REQUIRED WORK | Your output should be the entries below, from the first line up to and including the line with "pub struct Decision", reproduced exactly and with no other lines.

(Dataset items)
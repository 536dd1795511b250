use std::fmt;

use thiserror::Error;

use crate::moves::Move;
use crate::piece::Color;

/// Move types the engine deliberately does not implement. Requesting one is
/// a defined error, never a silent approximation.
#[derive(Debug, Clone, Copy, PartialEq, Eq)]
pub enum UnsupportedKind {
    Castling,
    Promotion,
    EnPassant,
}

impl fmt::Display for UnsupportedKind {
    fn fmt(&self, f: &mut fmt::Formatter<'_>) -> fmt::Result {
        match self {
            UnsupportedKind::Castling => write!(f, "castling"),
            UnsupportedKind::Promotion => write!(f, "promotion"),
            UnsupportedKind::EnPassant => write!(f, "en passant"),
        }
    }
}

/// Why a requested move was rejected. The board it was requested on is left
/// untouched in every case.
#[derive(Debug, Clone, Copy, PartialEq, Eq, Error)]
pub enum MoveError {
    #[error("move {mv} is not legal for {side}")]
    Illegal { mv: Move, side: Color },
    #[error("{kind} is not supported: {mv}")]
    Unsupported { kind: UnsupportedKind, mv: Move },
}

/// Interchange data that violates the board invariants.
#[derive(Debug, Clone, Copy, PartialEq, Eq, Error)]
pub enum MalformedStateError {
    #[error("coordinates ({file}, {rank}) are outside the board")]
    InvalidCoordinate { file: u8, rank: u8 },
    #[error("{0} has no king")]
    MissingKing(Color),
    #[error("{0} has more than one king")]
    ExtraKing(Color),
    #[error("{side} has {count} pieces, the maximum is 16")]
    TooManyPieces { side: Color, count: usize },
    #[error("{0} is in check but it is not their turn to move")]
    OpponentInCheck(Color),
}
use chess_core::{GameState, Move};
use log::info;

use crate::error::EngineError;
use crate::search::search_best_move;

/// One finished decision cycle: the move the engine chose and the state
/// reached by playing it.
#[derive(Debug, Clone)]
pub struct Decision {
    pub mv: Move,
    pub state: GameState,
}

/// Move selector configured with a fixed search depth. A search always runs
/// to completion at that depth; callers needing bounded latency choose the
/// depth accordingly.
#[derive(Debug, Clone, Copy, PartialEq, Eq)]
pub struct Engine {
    depth: u32,
}

impl Engine {
    pub fn new(depth: u32) -> Result<Self, EngineError> {
        if depth == 0 {
            return Err(EngineError::InvalidDepth(depth));
        }
        Ok(Self { depth })
    }

    pub fn depth(&self) -> u32 {
        self.depth
    }

    /// Runs one decision cycle: search, pick the best move, apply it, and
    /// report the advanced state with its recomputed status. Fails without
    /// searching when the position is already terminal.
    pub fn choose_move(&self, state: &GameState) -> Result<Decision, EngineError> {
        let status = state.status();
        if status.is_terminal() {
            return Err(EngineError::NoLegalMoves(status));
        }

        let outcome = search_best_move(state.board(), self.depth);
        let mv = outcome
            .best_move
            .ok_or(EngineError::NoLegalMoves(status))?;
        let next = GameState::from_board(state.board().apply_unchecked(mv));
        info!(
            "{} plays {} (score {}, {})",
            state.side_to_move(),
            mv,
            outcome.score,
            next.status()
        );
        Ok(Decision { mv, state: next })
    }
}

/// Single-decision form of [`Engine::choose_move`].
pub fn choose_move(state: &GameState, depth: u32) -> Result<Decision, EngineError> {
    Engine::new(depth)?.choose_move(state)
}
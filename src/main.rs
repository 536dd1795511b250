use chess_core::GameState;
use chess_engine::{Engine, EngineError};

const DEFAULT_DEPTH: u32 = 3;
const MAX_PLIES: u32 = 200;

/// Terminal driver: plays the engine against itself from the starting
/// position, one decision cycle per ply, until a terminal status or the
/// ply cap is reached. Search depth is the first argument (default 3).
fn main() {
    env_logger::init();

    let depth = std::env::args()
        .nth(1)
        .and_then(|arg| arg.parse().ok())
        .unwrap_or(DEFAULT_DEPTH);

    let engine = match Engine::new(depth) {
        Ok(engine) => engine,
        Err(err) => {
            eprintln!("{err}");
            std::process::exit(1);
        }
    };

    let mut state = GameState::new();
    println!("{}", state.board());

    for ply in 1..=MAX_PLIES {
        match engine.choose_move(&state) {
            Ok(decision) => {
                println!("{}. {}: {}", ply, state.side_to_move(), decision.mv);
                state = decision.state;
                println!("{}", state.board());
                if state.status().is_terminal() {
                    println!("game over: {}", state.status());
                    return;
                }
            }
            Err(EngineError::NoLegalMoves(status)) => {
                println!("game over: {status}");
                return;
            }
            Err(err) => {
                eprintln!("{err}");
                std::process::exit(1);
            }
        }
    }

    println!("stopping after {MAX_PLIES} plies");
}
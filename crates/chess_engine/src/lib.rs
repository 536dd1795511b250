pub mod ai;
pub mod error;
pub mod evaluation;
pub mod search;

pub use ai::{choose_move, Decision, Engine};
pub use error::EngineError;
pub use evaluation::{evaluate_position, evaluate_position_with, piece_value};
pub use search::{search, search_best_move, SearchOutcome, DRAW_SCORE, MATE_VALUE};
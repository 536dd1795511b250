use std::collections::HashMap;
use std::fmt;

use log::debug;

use crate::error::{MalformedStateError, MoveError, UnsupportedKind};
use crate::moves::{movement_rule, Move};
use crate::piece::{Color, Piece, PieceKind};
use crate::position::{Square, BOARD_SIZE};

const MAX_PIECES_PER_SIDE: usize = 16;
const KING_START_FILE: u8 = 4;

/// Position interchange format: one cell per square plus the side to move.
/// Enough for a display layer to render a position and for tests to build
/// arbitrary positions without playing from the start.
#[derive(Debug, Clone, PartialEq, Eq)]
pub struct BoardSnapshot {
    squares: [Option<Piece>; 64],
    side_to_move: Color,
}

impl BoardSnapshot {
    pub fn empty(side_to_move: Color) -> Self {
        Self {
            squares: [None; 64],
            side_to_move,
        }
    }

    pub fn get(&self, square: Square) -> Option<Piece> {
        self.squares[square.index()]
    }

    pub fn set(&mut self, square: Square, piece: Option<Piece>) {
        self.squares[square.index()] = piece;
    }

    pub fn side_to_move(&self) -> Color {
        self.side_to_move
    }

    pub fn set_side_to_move(&mut self, side: Color) {
        self.side_to_move = side;
    }
}

/// An immutable position snapshot: square-to-piece mapping, side to move,
/// and the number of plies played. Applying a move produces a new board, so
/// search branches never share mutable state.
#[derive(Debug, Clone)]
pub struct Board {
    pieces: HashMap<Square, Piece>,
    side_to_move: Color,
    move_count: u32,
}

impl Board {
    /// Standard starting position, White to move.
    pub fn new() -> Self {
        let back_rank = [
            PieceKind::Rook,
            PieceKind::Knight,
            PieceKind::Bishop,
            PieceKind::Queen,
            PieceKind::King,
            PieceKind::Bishop,
            PieceKind::Knight,
            PieceKind::Rook,
        ];

        let mut pieces = HashMap::new();
        for square in Square::all() {
            let piece = match square.rank() {
                0 => Some(Piece::new(back_rank[square.file() as usize], Color::White)),
                1 => Some(Piece::new(PieceKind::Pawn, Color::White)),
                6 => Some(Piece::new(PieceKind::Pawn, Color::Black)),
                7 => Some(Piece::new(back_rank[square.file() as usize], Color::Black)),
                _ => None,
            };
            if let Some(piece) = piece {
                pieces.insert(square, piece);
            }
        }

        Self {
            pieces,
            side_to_move: Color::White,
            move_count: 0,
        }
    }

    /// Builds a board from interchange data, validating the position
    /// invariants: one king per side, at most sixteen pieces per side, and
    /// the side not to move must not already stand in check (its king would
    /// be capturable).
    pub fn from_snapshot(snapshot: &BoardSnapshot) -> Result<Self, MalformedStateError> {
        let mut pieces = HashMap::new();
        for square in Square::all() {
            if let Some(piece) = snapshot.get(square) {
                pieces.insert(square, piece);
            }
        }
        let board = Self {
            pieces,
            side_to_move: snapshot.side_to_move(),
            move_count: 0,
        };
        board.validate()?;
        Ok(board)
    }

    /// Exports the position in the interchange format.
    pub fn snapshot(&self) -> BoardSnapshot {
        let mut snapshot = BoardSnapshot::empty(self.side_to_move);
        for (square, piece) in self.pieces() {
            snapshot.set(square, Some(piece));
        }
        snapshot
    }

    pub fn piece_at(&self, square: Square) -> Option<Piece> {
        self.pieces.get(&square).copied()
    }

    pub fn side_to_move(&self) -> Color {
        self.side_to_move
    }

    /// Number of plies played since this board's origin position.
    pub fn move_count(&self) -> u32 {
        self.move_count
    }

    /// All occupied squares in ascending `(file, rank)` order. The backing
    /// map is unordered; every traversal goes through this iterator so that
    /// results are reproducible across runs and platforms.
    pub fn pieces(&self) -> impl Iterator<Item = (Square, Piece)> + '_ {
        Square::all().filter_map(move |square| self.piece_at(square).map(|piece| (square, piece)))
    }

    pub fn king_square(&self, color: Color) -> Option<Square> {
        self.pieces()
            .find(|(_, piece)| piece.kind == PieceKind::King && piece.color == color)
            .map(|(square, _)| square)
    }

    /// Whether `by` attacks `square`, derived from the pseudo-legal moves of
    /// the attacking side. Deliberately no legality filtering here: the
    /// filter itself calls this, and the question "does anything cover this
    /// square" does not depend on the attacker's own king safety.
    pub fn is_square_attacked(&self, square: Square, by: Color) -> bool {
        let mut moves = Vec::new();
        for (from, piece) in self.pieces() {
            if piece.color != by {
                continue;
            }
            moves.clear();
            movement_rule(piece.kind)(self, from, piece, &mut moves);
            // A pawn's straight advance reaches a square without attacking it.
            let covers = moves.iter().any(|mv| {
                mv.to == square
                    && !(piece.kind == PieceKind::Pawn && mv.from.file() == mv.to.file())
            });
            if covers {
                return true;
            }
        }
        false
    }

    pub fn is_in_check(&self, color: Color) -> bool {
        self.king_square(color)
            .map_or(false, |square| self.is_square_attacked(square, color.opponent()))
    }

    /// Pseudo-legal moves for `side`: movement pattern and occupancy only,
    /// not yet checked for leaving the own king in check. Sorted ascending
    /// by origin square, then destination.
    pub fn pseudo_legal_moves(&self, side: Color) -> Vec<Move> {
        let mut moves = Vec::new();
        for (from, piece) in self.pieces() {
            if piece.color == side {
                movement_rule(piece.kind)(self, from, piece, &mut moves);
            }
        }
        moves.sort_unstable_by_key(|mv| (mv.from, mv.to));
        moves
    }

    /// Legal moves for the side to move, in deterministic order. Each
    /// pseudo-legal move is simulated on a trial board and discarded if the
    /// mover's own king is then attacked; this uniform rule covers pins and
    /// discovered checks without special cases.
    pub fn legal_moves(&self) -> Vec<Move> {
        let side = self.side_to_move;
        self.pseudo_legal_moves(side)
            .into_iter()
            .filter(|&mv| !self.apply_unchecked(mv).is_in_check(side))
            .collect()
    }

    /// Applies a move already known to be legal (one produced by
    /// [`Board::legal_moves`]) without re-deriving the legal set. The search
    /// engine's inner loop runs on this.
    pub fn apply_unchecked(&self, mv: Move) -> Board {
        let mut pieces = self.pieces.clone();
        if let Some(piece) = pieces.remove(&mv.from) {
            pieces.insert(mv.to, piece);
        }
        Board {
            pieces,
            side_to_move: self.side_to_move.opponent(),
            move_count: self.move_count + 1,
        }
    }

    /// Validates and applies a requested move, returning the resulting
    /// board. Unsupported move types (castling, promotion, en passant) are
    /// rejected as such; anything else outside the legal set is illegal.
    /// This board is left untouched either way.
    pub fn apply(&self, mv: Move) -> Result<Board, MoveError> {
        if let Some(kind) = self.unsupported_kind(mv) {
            debug!("rejected {mv}: {kind} is not supported");
            return Err(MoveError::Unsupported { kind, mv });
        }

        let side = self.side_to_move;
        let legal = self
            .legal_moves()
            .into_iter()
            .find(|m| m.from == mv.from && m.to == mv.to)
            .ok_or(MoveError::Illegal { mv, side })?;
        Ok(self.apply_unchecked(legal))
    }

    /// Classifies a request as an unsupported move type, if it matches one:
    /// a king sliding two files from its starting square (castling), a pawn
    /// step onto its promotion rank (promotion), or a pawn capture-shaped
    /// step onto an empty square (en passant).
    fn unsupported_kind(&self, mv: Move) -> Option<UnsupportedKind> {
        let piece = self.piece_at(mv.from)?;
        match piece.kind {
            PieceKind::King => {
                let dfile = (mv.to.file() as i8 - mv.from.file() as i8).abs();
                if mv.from.file() == KING_START_FILE
                    && mv.from.rank() == piece.color.home_rank()
                    && mv.to.rank() == mv.from.rank()
                    && dfile == 2
                {
                    return Some(UnsupportedKind::Castling);
                }
            }
            PieceKind::Pawn => {
                let dfile = (mv.to.file() as i8 - mv.from.file() as i8).abs();
                let drank = mv.to.rank() as i8 - mv.from.rank() as i8;
                let one_step = drank == piece.color.pawn_direction() && dfile <= 1;
                if one_step && mv.to.rank() == piece.color.promotion_rank() {
                    return Some(UnsupportedKind::Promotion);
                }
                if one_step && dfile == 1 && self.piece_at(mv.to).is_none() {
                    return Some(UnsupportedKind::EnPassant);
                }
            }
            _ => {}
        }
        None
    }

    fn validate(&self) -> Result<(), MalformedStateError> {
        for color in [Color::White, Color::Black] {
            let mut kings = 0;
            let mut count = 0;
            for (_, piece) in self.pieces() {
                if piece.color == color {
                    count += 1;
                    if piece.kind == PieceKind::King {
                        kings += 1;
                    }
                }
            }
            if kings == 0 {
                return Err(MalformedStateError::MissingKing(color));
            }
            if kings > 1 {
                return Err(MalformedStateError::ExtraKing(color));
            }
            if count > MAX_PIECES_PER_SIDE {
                return Err(MalformedStateError::TooManyPieces { side: color, count });
            }
        }

        let opponent = self.side_to_move.opponent();
        if self.is_in_check(opponent) {
            return Err(MalformedStateError::OpponentInCheck(opponent));
        }
        Ok(())
    }
}

impl Default for Board {
    fn default() -> Self {
        Self::new()
    }
}

impl fmt::Display for Board {
    fn fmt(&self, f: &mut fmt::Formatter<'_>) -> fmt::Result {
        for rank in (0..BOARD_SIZE).rev() {
            write!(f, "{} ", rank + 1)?;
            for file in 0..BOARD_SIZE {
                let cell = Square::new(file, rank)
                    .and_then(|square| self.piece_at(square))
                    .map_or('.', |piece| piece.letter());
                write!(f, " {cell}")?;
            }
            writeln!(f)?;
        }
        writeln!(f, "   a b c d e f g h")
    }
}
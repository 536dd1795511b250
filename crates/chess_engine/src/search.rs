use chess_core::{Board, Color, Move};
use log::{debug, trace};

use crate::evaluation::evaluate_position;

/// Base magnitude of a checkmate score. Mate scores are offset by the
/// remaining depth so that faster mates outrank slower ones and the mated
/// side prefers to delay.
pub const MATE_VALUE: i32 = 1_000_000;

/// Score of a stalemate.
pub const DRAW_SCORE: i32 = 0;

/// Outcome of a search: the minimax score of the position from White's
/// perspective, and the best move when the position has any.
#[derive(Debug, Clone, Copy, PartialEq, Eq)]
pub struct SearchOutcome {
    pub score: i32,
    pub best_move: Option<Move>,
}

/// Searches `depth` plies with the full alpha-beta window. The result is
/// the same a full unpruned minimax would return for this position and
/// depth; pruning only skips work, never changes the answer.
pub fn search_best_move(board: &Board, depth: u32) -> SearchOutcome {
    let outcome = search(board, depth, i32::MIN, i32::MAX);
    debug!(
        "searched {} to depth {}: score {}, best {}",
        board.side_to_move(),
        depth,
        outcome.score,
        outcome
            .best_move
            .map_or_else(|| "none".to_string(), |mv| mv.to_string()),
    );
    outcome
}

/// Minimax with alpha-beta pruning: White maximizes, Black minimizes.
/// Synchronous and recursive; the stack is bounded by `depth`, and every
/// level owns its immutable board. Runs to completion at the requested
/// depth; there is no time cutoff.
pub fn search(board: &Board, depth: u32, mut alpha: i32, mut beta: i32) -> SearchOutcome {
    if depth == 0 {
        return SearchOutcome {
            score: evaluate_position(board),
            best_move: None,
        };
    }

    let moves = board.legal_moves();
    if moves.is_empty() {
        return SearchOutcome {
            score: terminal_score(board, depth),
            best_move: None,
        };
    }

    let maximizing = board.side_to_move() == Color::White;
    let mut best_score = if maximizing { i32::MIN } else { i32::MAX };
    let mut best_move = None;

    for mv in moves {
        let child = board.apply_unchecked(mv);
        let score = search(&child, depth - 1, alpha, beta).score;
        trace!("depth {depth}: {mv} scores {score}");

        if maximizing {
            if score > best_score {
                best_score = score;
                best_move = Some(mv);
            }
            alpha = alpha.max(best_score);
        } else {
            if score < best_score {
                best_score = score;
                best_move = Some(mv);
            }
            beta = beta.min(best_score);
        }

        // The opponent already has a better alternative elsewhere; no
        // sibling of this node can affect the result above us.
        if alpha >= beta {
            break;
        }
    }

    SearchOutcome {
        score: best_score,
        best_move,
    }
}

/// Score of a position whose side to move has no legal moves: checkmate
/// when in check, stalemate otherwise. The remaining depth is added to the
/// mate magnitude, so a mate reached in fewer plies scores higher.
fn terminal_score(board: &Board, depth: u32) -> i32 {
    let side = board.side_to_move();
    if board.is_in_check(side) {
        match side {
            Color::White => -(MATE_VALUE + depth as i32),
            Color::Black => MATE_VALUE + depth as i32,
        }
    } else {
        DRAW_SCORE
    }
}
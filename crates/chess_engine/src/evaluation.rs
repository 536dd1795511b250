use chess_core::{Board, Color, Piece, PieceKind, Square};

// Material weights in pawn units.
pub const PAWN_VALUE: i32 = 1;
pub const KNIGHT_VALUE: i32 = 3;
pub const BISHOP_VALUE: i32 = 3;
pub const ROOK_VALUE: i32 = 5;
pub const QUEEN_VALUE: i32 = 9;

/// Material value of a piece kind. Kings carry none: king safety is
/// terminal detection in the search, not a material term.
pub fn piece_value(kind: PieceKind) -> i32 {
    match kind {
        PieceKind::Pawn => PAWN_VALUE,
        PieceKind::Knight => KNIGHT_VALUE,
        PieceKind::Bishop => BISHOP_VALUE,
        PieceKind::Rook => ROOK_VALUE,
        PieceKind::Queen => QUEEN_VALUE,
        PieceKind::King => 0,
    }
}

/// Scores a board from White's perspective: positive favors White.
/// Material count only; terminal positions are scored by the search, which
/// checks the legal-move count before ever evaluating them.
pub fn evaluate_position(board: &Board) -> i32 {
    evaluate_position_with(board, |_, _| 0)
}

/// Material evaluation plus a positional bonus per (piece, square), the
/// extension point for piece-square tables and similar heuristics. The
/// bonus is added for White pieces and subtracted for Black ones.
pub fn evaluate_position_with<F>(board: &Board, positional: F) -> i32
where
    F: Fn(Piece, Square) -> i32,
{
    let mut score = 0;
    for (square, piece) in board.pieces() {
        let value = piece_value(piece.kind) + positional(piece, square);
        match piece.color {
            Color::White => score += value,
            Color::Black => score -= value,
        }
    }
    score
}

SOLUTION BELOW |
repository 536dd1795511b250
use std::fmt;

use thiserror::Error;

use crate::moves::Move;
use crate::piece::Color;

/// Move types the engine deliberately does not implement. Requesting one is
/// a defined error, never a silent approximation.
#[derive(Debug, Clone, Copy, PartialEq, Eq)]
pub enum UnsupportedKind {
    Castling,
    Promotion,
    EnPassant,
}

impl fmt::Display for UnsupportedKind {
    fn fmt(&self, f: &mut fmt::Formatter<'_>) -> fmt::Result {
        match self {
            UnsupportedKind::Castling => write!(f, "castling"),
            UnsupportedKind::Promotion => write!(f, "promotion"),
            UnsupportedKind::EnPassant => write!(f, "en passant"),
        }
    }
}

/// Why a requested move was rejected. The board it was requested on is left
/// untouched in every case.
#[derive(Debug, Clone, Copy, PartialEq, Eq, Error)]
pub enum MoveError {
    #[error("move {mv} is not legal for {side}")]
    Illegal { mv: Move, side: Color },
    #[error("{kind} is not supported: {mv}")]
    Unsupported { kind: UnsupportedKind, mv: Move },
}

/// Interchange data that violates the board invariants.
#[derive(Debug, Clone, Copy, PartialEq, Eq, Error)]
pub enum MalformedStateError {
    #[error("coordinates ({file}, {rank}) are outside the board")]
    InvalidCoordinate { file: u8, rank: u8 },
    #[error("{0} has no king")]
    MissingKing(Color),
    #[error("{0} has more than one king")]
    ExtraKing(Color),
    #[error("{side} has {count} pieces, the maximum is 16")]
    TooManyPieces { side: Color, count: usize },
    #[error("{0} is in check but it is not their turn to move")]
    OpponentInCheck(Color),
}
use chess_core::{GameState, Move};
use log::info;

use crate::error::EngineError;
use crate::search::search_best_move;

/// One finished decision cycle: the move the engine chose and the state
/// reached by playing it.
#[derive(Debug, Clone)]
pub struct Decision {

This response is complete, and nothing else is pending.